By Jane Norman, CQ HealthBeat Associate Editor
May 9, 2012 -- Primary care physicians will receive reimbursements for Medicaid equal to what Medicare pays in a two-year "fix" mandated by the health care law, Health and Human Services officials said last week.
The increase will apply to Medicaid services provided in calendar years 2013 and 2014, and will go to family practice physicians, pediatricians and other practitioners of family medicine, as well as some primary care sub-specialties such as neonatologists.
This could be a significant increase for many doctors. States set Medicaid provider reimbursement rates, and primary care practitioners currently are paid 66 percent of the Medicare rate on average, though the percentages vary from state to state, Centers for Medicare and Medicaid Services (CMS) officials told reporters in a conference call.
Cindy Mann, deputy administrator at CMS, said that the $11 billion, two-year boost in reimbursements will be entirely paid for by the federal government rather than the state-federal sharing that generally is the practice for Medicaid. One of the key goals of the health care law (PL 111-148, PL 111-152) is to emphasize primary care, and the increased payments are an example of that, even if they will only last two years, Mann said.
The reimbursement increase was included in a proposed rule recently published by CMS.
Roland Goertz, board chairman of the American Academy of Family Physicians, who was on the call with Mann, said that family doctors know that people who don't have access to care put off health needs, and then a simple problem can become complicated.
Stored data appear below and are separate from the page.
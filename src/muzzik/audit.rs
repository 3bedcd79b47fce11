use crate::muzzik::paths::MuzzikPaths;
use crate::muzzik::util::now_epoch_secs;
use anyhow::{Context, Result};
use serde::{Deserialize, Serialize};
use std::fs;
use std::io::Write;

#[derive(Debug, Clone, Serialize, Deserialize)]
pub struct AuditEvent {
    pub at_epoch_secs: u64,
    pub phase: String,
    pub status: String,
    pub message: String,
}

pub fn append_event(paths: &MuzzikPaths, phase: &str, status: &str, message: &str) -> Result<()> {
    fs::create_dir_all(&paths.logs_dir)
        .with_context(|| format!("failed to create {}", paths.logs_dir.display()))?;
    let event = AuditEvent {
        at_epoch_secs: now_epoch_secs()?,
        phase: phase.to_string(),
        status: status.to_string(),
        message: message.to_string(),
    };

    let line = format!("{}\n", serde_json::to_string(&event)?);
    let path = paths.audit_log();
    let mut file = fs::OpenOptions::new()
        .create(true)
        .append(true)
        .open(&path)
        .with_context(|| format!("failed to open {}", path.display()))?;
    file.write_all(line.as_bytes())?;
    Ok(())
}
Two-thirds of the members of his academy continue to accept Medicaid patients even though the payment rates are low, he said. "We can't continue to depend on the good will of physicians who continue to provide care for less than the cost of that care," Goertz said.
Asked if doctors will seek to extend the temporary pay increase just as they have tried to avert scheduled reimbursement cutbacks under the Sustainable Growth Rate, Mann said that officials will be reviewing the results of the two-year change and whether the pay boost has provided a clear improvement in health care.
Said Goertz: "We're ready to lobby for what's right for improving the system."
Overall, the pay increase is projected to cost the government $5.7 billion in calendar year 2013 and $5.9 billion in 2014, CMS says. Unless Congress provides additional money, the higher rates for primary care providers would end after 2014. Individual states could, however, choose to maintain the higher reimbursements.
Sen. Orrin G. Hatch of Utah, ranking Republican on the Senate Finance Committee, criticized the rule in a statement last week.
"It's nonsensical to think a temporary, two-year bump in pay will actually attract and retain doctors to the Medicaid program unless the White House thinks Congress will keep extending these higher payment rates in perpetuity," Hatch said. "Every year, Congress has to stop Medicare physician payment rate cuts and this proposed regulation will now create the same dilemma under the Medicaid program. When that rate drops back down after 2014, what will happen to the health care Medicaid beneficiaries receive? Or is this just another budget gimmick to hide the true cost of the President's $2.6 trillion health law?"
As the nation moves toward full implementation of the health care law in 2014 and the expansion of eligibility for Medicaid to all adults under 133 percent of the federal poverty level, "it is critical that a sufficient number of primary care physicians participate in the program," the rule says.